A knowledge graph’s structure of entities and relationships can be vectorized into knowledge graph embeddings, with entities becoming nodes and relationships becoming edges in a continuous vector space. For example, a specific model called TransE produces knowledge base embeddings for relationships. A method called DistMult represents entities and relations as embedding vectors in semantic space and predicts the links between them. 

Martin Kaltenbock

SWC was founded in 2004 in Vienna, Austria, by CEO Andreas Blumauer and CFO Martin Kaltenbock. Blumauer was also the CEO of knowledge graph company punkt. netServices from 1998 onward. SWC was spun off from punkt. netServices in 2004 and then merged back in 2011. Before this, Blumauer was a lecturer in Knowledge Management Systems at FHWien der WKW, Austria’s main university of applied sciences for management and communication. Kaltenbock was the managing director of punkt. netServices from 2000 to 2011. Blumauer is now the SVP for growth at Graphwise. Kaltenbock’s Graphwise role has not yet been revealed.
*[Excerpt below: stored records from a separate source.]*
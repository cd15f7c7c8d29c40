use std::path::PathBuf;

use serde::Serialize;
use shopwise_core::config::{AppConfig, ConfigOverrides, LoadOptions};
use shopwise_core::errors::ApplicationError;
use shopwise_core::matching::normalize;
use shopwise_core::PriceComparer;

use crate::commands::{to_pretty_json, CommandResult};

const COMMAND: &str = "match";

#[derive(Clone, Debug, Default)]
pub struct MatchArgs {
    pub query: String,
    pub threshold: Option<f64>,
    pub catalog: Option<PathBuf>,
    pub json: bool,
}

#[derive(Debug, Serialize)]
struct MatchReport {
    query: String,
    normalized: String,
    scorer: &'static str,
    threshold: f64,
    accepted: bool,
    product_id: Option<String>,
    product: Option<String>,
    alias: Option<String>,
    score: Option<f64>,
}

pub fn run(args: MatchArgs) -> CommandResult {
    match execute(args) {
        Ok(result) => result,
        Err(error) => CommandResult::from_error(COMMAND, error),
    }
}

fn execute(args: MatchArgs) -> Result<CommandResult, ApplicationError> {
    let config = AppConfig::load(LoadOptions {
        overrides: ConfigOverrides {
            catalog_path: args.catalog.clone(),
            threshold: args.threshold,
            ..ConfigOverrides::default()
        },
        ..LoadOptions::default()
    })?;

    let (comparer, _) = PriceComparer::from_config(&config)?;
    let matcher = comparer.matcher();
    let candidate = matcher.best_candidate(comparer.catalog(), &args.query);
    let threshold = matcher.config().threshold;

    let report = MatchReport {
        query: args.query.clone(),
        normalized: normalize(&args.query, matcher.config().strip_diacritics),
        scorer: matcher.config().scorer.as_str(),
        threshold,
        accepted: candidate.as_ref().is_some_and(|candidate| candidate.score >= threshold),
        product_id: candidate.as_ref().map(|candidate| candidate.entry.id.to_string()),
        product: candidate.as_ref().map(|candidate| candidate.entry.name.clone()),
        alias: candidate.as_ref().map(|candidate| candidate.alias.to_string()),
        score: candidate.as_ref().map(|candidate| candidate.score),
    };

    if args.json {
        return Ok(to_pretty_json(COMMAND, &report));
    }

    let verdict = if report.accepted { "matched" } else { "unmatched" };
    let detail = match (&report.product_id, &report.alias, report.score) {
        (Some(id), Some(alias), Some(score)) => {
            format!("best candidate `{id}` via `{alias}` scored {score:.3}")
        }
        _ => "no candidate".to_string(),
    };

    Ok(CommandResult::raw(format!(
        "{}: {verdict} ({detail}, threshold {:.2}, scorer {})",
        report.query, report.threshold, report.scorer
    )))
}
SWC raised an undisclosed amount of funding in a 2014 seed round. Its main product is PoolParty, semantic information management software used by more than 180 customers. SWC says it enables Graph RAG applications for generative AI.

Ontotext was founded in 2008 by CEO Atanas Kiryakov in Sofia, Bulgaria, when it raised an unrevealed funding amount in an A-round. He was a software engineer at the Sirma Group from 1993 onward, becoming its owner in 1996 and head of its Ontotext Lab in 2000. Ontotext has a GraphDB database engine product that delivers knowledge graphs and is a graph RAG product.

Kiryakov is a co-founder and member of the board of the Linked Data Benchmarking Council (LDBC), an association of graph database vendors.

Graphwise has more than 200 employees worldwide and offices in Boston, Switzerland (Basel), London, New York, Sofia, and Vienna.